Educazione della Vergine, 1650 ca.

A questo punto dobbiamo parlare del colore. Per dare forma ad un disegno ci sono vari modi, si può essere geniali nel dipingere drappeggi eccelsi, ricordiamo le vesti degli autoritratti di De Chirico ad esempio, si può, altresì, essere perfetti nella riproduzione di un volto con tutte le sue sfaccettature espressive, oppure, come in questo caso, si può, appunto, accendere una candela. Il colore, per forza, dovrà uniformarsi a quello della fiamma, da qui derivano tele intrise di pigmenti caldi, rossi, marroni più o meno intensi, ampie parti scure dove il tratto viene annientato dall’ombra, poi troviamo i chiari, troppo chiari, laddove parrebbe dover cadere lo sguardo ma, no, non cade, inciampa e basta. Il problema di fondo è proprio questo: lo sguardo non casca mai nel punto centrale della storia, si concentra sulla candela, si distrae nel punto di massima illuminazione perdendo di vista la sostanza. Nell'”Educazione della Vergine” il nucleo sta nel libro, nelle mani dell’insegnante mentre tengono aperte proprio quelle pagine; peccato sia l’ultima cosa sulla quale un neofita riesca a concentrarsi, prima viene tutto il resto: la cintura della Vergine, il volto bianchissimo, la sedia sullo sfondo, la veste della donna e così via. Allo stesso modo possiamo prendere ad esempio “Giobbe deriso dalla moglie”, 1650 ca.

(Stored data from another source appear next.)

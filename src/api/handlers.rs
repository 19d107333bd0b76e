//! Public endpoints: health, summary polling, forced advance, kline proxy,
//! reason stats, and feed diagnostics.

use super::error::ApiError;
use super::routes::AppState;
use crate::models::Timeframe;
use crate::stats;
use axum::{
    extract::{Path, Query, State},
    response::Json,
};
use chrono::Utc;
use serde::Deserialize;
use serde_json::{json, Value};
use std::collections::BTreeMap;

pub fn now_ms() -> i64 {
    Utc::now().timestamp_millis()
}

pub async fn health() -> Json<Value> {
    Json(json!({ "ok": true, "time": now_ms() }))
}

pub async fn summary(State(state): State<AppState>) -> Result<Json<Value>, ApiError> {
    let summary = state.rounds.build_summary(now_ms())?;
    Ok(Json(serde_json::to_value(summary).map_err(|e| {
        ApiError::Internal(anyhow::Error::new(e))
    })?))
}

/// Force one advancer tick. Idempotent between deadlines.
pub async fn advance(State(state): State<AppState>) -> Result<Json<Value>, ApiError> {
    let report = state.advancer.tick(now_ms()).await?;
    Ok(Json(json!({ "ok": true, "report": report })))
}

#[derive(Debug, Deserialize)]
pub struct KlineQuery {
    pub symbol: Option<String>,
    pub coin: Option<String>,
    pub intervals: Option<String>,
    pub limit: Option<usize>,
    pub start_time: Option<i64>,
    pub end_time: Option<i64>,
    pub raw: Option<String>,
}

/// Candle proxy. Per-interval failures land in the `errors` map and never
/// discard the intervals that did resolve.
pub async fn klines(
    State(state): State<AppState>,
    Query(q): Query<KlineQuery>,
) -> Result<Json<Value>, ApiError> {
    let coin = q
        .coin
        .or(q.symbol)
        .unwrap_or_else(|| state.cfg.coin.clone());
    state
        .klines
        .validate_coin(&coin)
        .map_err(|e| ApiError::Validation(e.to_string()))?;

    let limit = q
        .limit
        .unwrap_or(state.cfg.kline_default_limit)
        .min(state.cfg.kline_max_limit);

    let requested: Vec<String> = match &q.intervals {
        Some(raw) => raw
            .split(',')
            .map(|s| s.trim().to_string())
            .filter(|s| !s.is_empty())
            .collect(),
        None => state
            .cfg
            .kline_default_intervals
            .iter()
            .map(|tf| tf.as_str().to_string())
            .collect(),
    };
    if requested.is_empty() {
        return Err(ApiError::Validation("no intervals requested".into()));
    }

    let now = now_ms();
    let mut bars_by_interval = BTreeMap::new();
    let mut errors = BTreeMap::new();

    for name in requested {
        let Some(tf) = Timeframe::from_str(&name) else {
            errors.insert(name, "unsupported interval".to_string());
            continue;
        };
        match state
            .klines
            .fetch(tf, limit, q.start_time, q.end_time, now)
            .await
        {
            Ok(bars) => {
                bars_by_interval.insert(name, bars);
            }
            Err(e) => {
                errors.insert(name, format!("{:#}", e));
            }
        }
    }

    let raw = matches!(q.raw.as_deref(), Some("1") | Some("true"));
    if raw {
        return Ok(Json(serde_json::to_value(bars_by_interval).map_err(
            |e| ApiError::Internal(anyhow::Error::new(e)),
        )?));
    }

    Ok(Json(json!({
        "ok": errors.is_empty(),
        "symbol": format!("{}USDT", state.cfg.coin),
        "intervals": bars_by_interval,
        "errors": errors,
    })))
}

#[derive(Debug, Deserialize)]
pub struct StatsQuery {
    pub since: Option<i64>,
    pub until: Option<i64>,
    pub limit: Option<usize>,
}

pub async fn reason_stats(
    State(state): State<AppState>,
    Query(q): Query<StatsQuery>,
) -> Result<Json<Value>, ApiError> {
    let stats = stats::reason_stats(&state.store, q.since, q.until, q.limit, None, now_ms())?;
    Ok(Json(json!({ "ok": true, "stats": stats })))
}

pub async fn agent_reason_stats(
    State(state): State<AppState>,
    Path(agent_id): Path<String>,
    Query(q): Query<StatsQuery>,
) -> Result<Json<Value>, ApiError> {
    if state.store.get_agent(&agent_id)?.is_none() {
        return Err(ApiError::NotFound(format!("unknown agent: {}", agent_id)));
    }
    let stats = stats::reason_stats(
        &state.store,
        q.since,
        q.until,
        q.limit,
        Some(&agent_id),
        now_ms(),
    )?;
    Ok(Json(json!({ "ok": true, "agent_id": agent_id, "stats": stats })))
}

/// Feed diagnostics; the snapshot is also persisted for post-mortems.
pub async fn feed_diagnostics(State(state): State<AppState>) -> Result<Json<Value>, ApiError> {
    let diag = state.feed.diag();
    let diag_json =
        serde_json::to_string(&diag).map_err(|e| ApiError::Internal(anyhow::Error::new(e)))?;
    state.store.save_feed_diag(&diag_json)?;
    Ok(Json(json!({ "ok": true, "diag": diag })))
}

La questione non cambia, i colori sono gli stessi, le immagini sono piatte e senza forma, non sono umani, sono disegni, poi compare la candela, primo elemento sul quale chiunque senta l’obbligo di soffermarsi. Ci si sposta, si vedono le mani giunte del povero Giobbe a chiedere pietà, non si sa se alla moglie o a La Tour per averlo costretto a trovarsi in questa umiliante situazione, pittorica e storica. Decidendo di fermarsi e approfondire ci si sposta verso l’alto della tela ed è solo allora l’istante in cui si intravede il petto rachitico di Giobbe, lo sguardo disperato, la barba troppo folta. Eppure, nonostante sia questo il centro del racconto, resta nell’ombra, nell’oscurità, quasi a voler dire, agli astanti: “Immaginate”. La candela continua a bruciare, illumina, in modo eccessivo, la veste della donna mostrandone tutti i difetti, fino ad arrivare a quella posizione, totalmente, innaturale del collo di lei. Eppure la luce fa, l’ombra alimenta la suspance e i contemporanei si sciolgono in complimenti che non merita. Un ultimo esempio, ancora più evidente, si trova nel suo “Giovane che soffia su un tizzone”, 1640 ca.

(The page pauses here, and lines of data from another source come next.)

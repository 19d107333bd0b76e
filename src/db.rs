//! SQLite-backed row store.
//!
//! Single connection behind a mutex, WAL journal mode, schema applied as one
//! batch. Multi-row mutations (judgment replace, settlement, cancellation)
//! run inside explicit transactions so partial state is never observable.
//! Retention trims run inside the same transaction as the write that grew the
//! table.

use crate::models::{
    Agent, AgentStatus, CardResult, Direction, FlipCard, Judgment, MetaState, ReasonRule, Round,
    RoundStatus, ScoreEvent, Timeframe, Verdict,
};
use anyhow::{Context, Result};
use parking_lot::Mutex;
use rusqlite::{params, Connection, OptionalExtension, Row};
use std::sync::Arc;
use tracing::info;

const SCHEMA_SQL: &str = r#"
PRAGMA journal_mode = WAL;
PRAGMA synchronous = NORMAL;
PRAGMA foreign_keys = ON;

CREATE TABLE IF NOT EXISTS agents (
    id TEXT PRIMARY KEY,
    name TEXT NOT NULL,
    persona TEXT NOT NULL DEFAULT '',
    prompt TEXT NOT NULL DEFAULT '',
    score INTEGER NOT NULL DEFAULT 0,
    status TEXT NOT NULL,
    secret TEXT UNIQUE NOT NULL,
    claim_token TEXT NOT NULL,
    verification_code TEXT NOT NULL,
    claimed_at INTEGER,
    created_at INTEGER NOT NULL
);

CREATE TABLE IF NOT EXISTS rounds (
    round_id TEXT PRIMARY KEY,
    symbol TEXT NOT NULL,
    duration_min INTEGER NOT NULL,
    start_price REAL NOT NULL,
    end_price REAL,
    status TEXT NOT NULL,
    start_time INTEGER NOT NULL,
    end_time INTEGER NOT NULL
);

CREATE INDEX IF NOT EXISTS idx_rounds_status ON rounds(status);

CREATE TABLE IF NOT EXISTS judgments (
    round_id TEXT NOT NULL,
    agent_id TEXT NOT NULL,
    direction TEXT NOT NULL,
    confidence INTEGER NOT NULL,
    comment TEXT NOT NULL,
    timestamp INTEGER NOT NULL,
    intervals TEXT NOT NULL,
    analysis_start_time INTEGER NOT NULL,
    analysis_end_time INTEGER NOT NULL,
    reason_rule TEXT NOT NULL,
    reason_timeframe TEXT NOT NULL,
    reason_pattern TEXT NOT NULL,
    reason_direction TEXT NOT NULL,
    reason_horizon_bars INTEGER NOT NULL,
    reason_t_close_ms INTEGER,
    reason_target_close_ms INTEGER,
    reason_base_close REAL,
    reason_pattern_holds INTEGER,
    reason_target_close REAL,
    reason_delta_pct REAL,
    reason_outcome TEXT,
    reason_correct INTEGER,
    reason_evaluated_at INTEGER,
    reason_eval_error TEXT,
    PRIMARY KEY (round_id, agent_id)
);

CREATE INDEX IF NOT EXISTS idx_judgments_round ON judgments(round_id);
CREATE INDEX IF NOT EXISTS idx_judgments_agent ON judgments(agent_id);
CREATE INDEX IF NOT EXISTS idx_judgments_target_close ON judgments(reason_target_close_ms);
CREATE INDEX IF NOT EXISTS idx_judgments_reason_correct ON judgments(reason_correct);

CREATE TABLE IF NOT EXISTS verdicts (
    round_id TEXT PRIMARY KEY,
    result TEXT NOT NULL,
    delta_pct REAL NOT NULL,
    timestamp INTEGER NOT NULL
);

CREATE TABLE IF NOT EXISTS score_events (
    id INTEGER PRIMARY KEY AUTOINCREMENT,
    round_id TEXT NOT NULL,
    agent_id TEXT NOT NULL,
    correct INTEGER NOT NULL,
    confidence INTEGER NOT NULL,
    score_change INTEGER NOT NULL,
    reason TEXT NOT NULL,
    timestamp INTEGER NOT NULL
);

CREATE INDEX IF NOT EXISTS idx_score_events_agent_round ON score_events(agent_id, round_id);

CREATE TABLE IF NOT EXISTS flip_cards (
    id INTEGER PRIMARY KEY AUTOINCREMENT,
    round_id TEXT NOT NULL,
    agent_id TEXT NOT NULL,
    agent_name TEXT NOT NULL,
    result TEXT NOT NULL,
    confidence INTEGER NOT NULL,
    score_change INTEGER NOT NULL,
    title TEXT NOT NULL,
    text TEXT NOT NULL,
    timestamp INTEGER NOT NULL
);

CREATE INDEX IF NOT EXISTS idx_flip_cards_round_ts ON flip_cards(round_id, timestamp);

CREATE TABLE IF NOT EXISTS meta (
    id INTEGER PRIMARY KEY CHECK (id = 1),
    last_price REAL,
    current_price REAL,
    last_delta_pct REAL,
    last_price_at INTEGER,
    feed_diag TEXT
);

INSERT OR IGNORE INTO meta (id) VALUES (1);
"#;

Avvolti dalle tenebre ci accorgiamo di una presenza, un volto totalmente inumano, potrebbe tranquillamente arrivare da un altro pianeta, una mano la quale, a prima vista, potrebbe avere due sole dita, l’immaginazione fa grandi cose: riesce a creare le altre quattro, poi il tizzone. Il tizzone? Parrebbe un pezzo di pane ma prendiamo per buono che sia, veramente, un tizzone. Qui manca la candela, non il fuoco, solo la candela. Lo studio della luce di la Tour si è fermato al fuoco, non esiste il giorno, non esiste la notte, esistono solo figure, di dubbia provenienza, emergere dal nulla più oscuro grazie al fuoco. Ecco: questo è La Tour. So di essere stata molto cruda, almeno quanto le sue opere, so di non essermi uniformata alla colta dottrina accademica, so, allo stesso tempo, di non sbagliare. Vorrei dimostrarvelo e lo faccio con “Cupid as Victor”, anche conosciuta come “Amor vincit omnia”, 1601, una delle più belle e profonde opere, proprio, del Caravaggio.

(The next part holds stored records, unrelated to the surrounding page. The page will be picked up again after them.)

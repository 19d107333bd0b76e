//! Agent authentication.
//!
//! Two channels resolve a caller to an agent row: a bearer API key matched
//! exactly against `agents.secret`, and an HMAC-signed request (agent id,
//! timestamp, signature headers) for machine callers. Both end at the same
//! [`AuthError`] taxonomy.

pub mod bearer;
pub mod credentials;
pub mod hmac;

use crate::db::Store;
use crate::models::{Agent, AgentStatus};
use axum::http::HeaderMap;
use std::fmt;

pub const AGENT_ID_HEADER: &str = "x-agent-id";
pub const TIMESTAMP_HEADER: &str = "x-ts";
pub const SIGNATURE_HEADER: &str = "x-signature";

#[derive(Debug, PartialEq, Eq)]
pub enum AuthError {
    MissingCredentials,
    InvalidToken,
    InvalidSignature,
    StaleSignature,
    InactiveAgent,
}

impl fmt::Display for AuthError {
    fn fmt(&self, f: &mut fmt::Formatter<'_>) -> fmt::Result {
        match self {
            AuthError::MissingCredentials => write!(f, "missing credentials"),
            AuthError::InvalidToken => write!(f, "invalid bearer token"),
            AuthError::InvalidSignature => write!(f, "invalid signature"),
            AuthError::StaleSignature => write!(f, "signature timestamp outside allowed window"),
            AuthError::InactiveAgent => write!(f, "agent is not active"),
        }
    }
}

impl std::error::Error for AuthError {}

/// Resolve the calling agent from either auth channel. The bearer header
/// wins when both are present.
pub fn authenticate_agent(
    store: &Store,
    headers: &HeaderMap,
    method: &str,
    path: &str,
    body: &str,
    now_ms: i64,
    signature_window_ms: i64,
) -> Result<Agent, AuthError> {
    if let Some(token) = bearer::bearer_token(headers) {
        let agent = store
            .get_agent_by_secret(&token)
            .map_err(|_| AuthError::InvalidToken)?
            .ok_or(AuthError::InvalidToken)?;
        return require_active(agent);
    }

    let agent_id = header_str(headers, AGENT_ID_HEADER);
    let ts = header_str(headers, TIMESTAMP_HEADER);
    let signature = header_str(headers, SIGNATURE_HEADER);
    if let (Some(agent_id), Some(ts), Some(signature)) = (agent_id, ts, signature) {
        let ts_ms: i64 = ts.parse().map_err(|_| AuthError::InvalidSignature)?;
        let agent = store
            .get_agent(&agent_id)
            .map_err(|_| AuthError::InvalidSignature)?
            .ok_or(AuthError::InvalidSignature)?;
        hmac::verify_signed_request(
            &agent.secret,
            ts_ms,
            method,
            path,
            body,
            &signature,
            now_ms,
            signature_window_ms,
        )?;
        return require_active(agent);
    }

    Err(AuthError::MissingCredentials)
}

fn require_active(agent: Agent) -> Result<Agent, AuthError> {
    if agent.status != AgentStatus::Active {
        return Err(AuthError::InactiveAgent);
    }
    Ok(agent)
}

fn header_str(headers: &HeaderMap, name: &str) -> Option<String> {
    headers
        .get(name)
        .and_then(|v| v.to_str().ok())
        .map(|s| s.to_string())
}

“Cupid as Victor”, Caravaggio, 1601

L’amore vince su tutto, vince sulle armi, sulle frecce che Cupido stringe in mano, vince sulla sfera celeste, vince sui dogmi con cui si impartisce lo studio della musica, vince sul male, vince anche sul bene, vince perché ha qualcosa in più. In questo caso vince il genio artistico capace di far vivere, e rivivere, di vita propria quel Cupido così bello, così perfetto nello sguardo, nei movimenti, nell’atteggiamento. Ci osserva, ci sta parlando, quello che vuole dirci è semplice ma sembra incapace di arrivare al cuore della popolazione di oggi. Basterebbe un po’ di cultura, allora sì: capiremmo, tutti. Amor vincit omnia, non pensate all’amore da farfalle nello stomaco, no, pensate piuttosto all’amore per voi stessi. Bisogna partire da lì per trovare la concretezza della luce, a quel punto potremmo anche permetterci di soffiare sulla candela.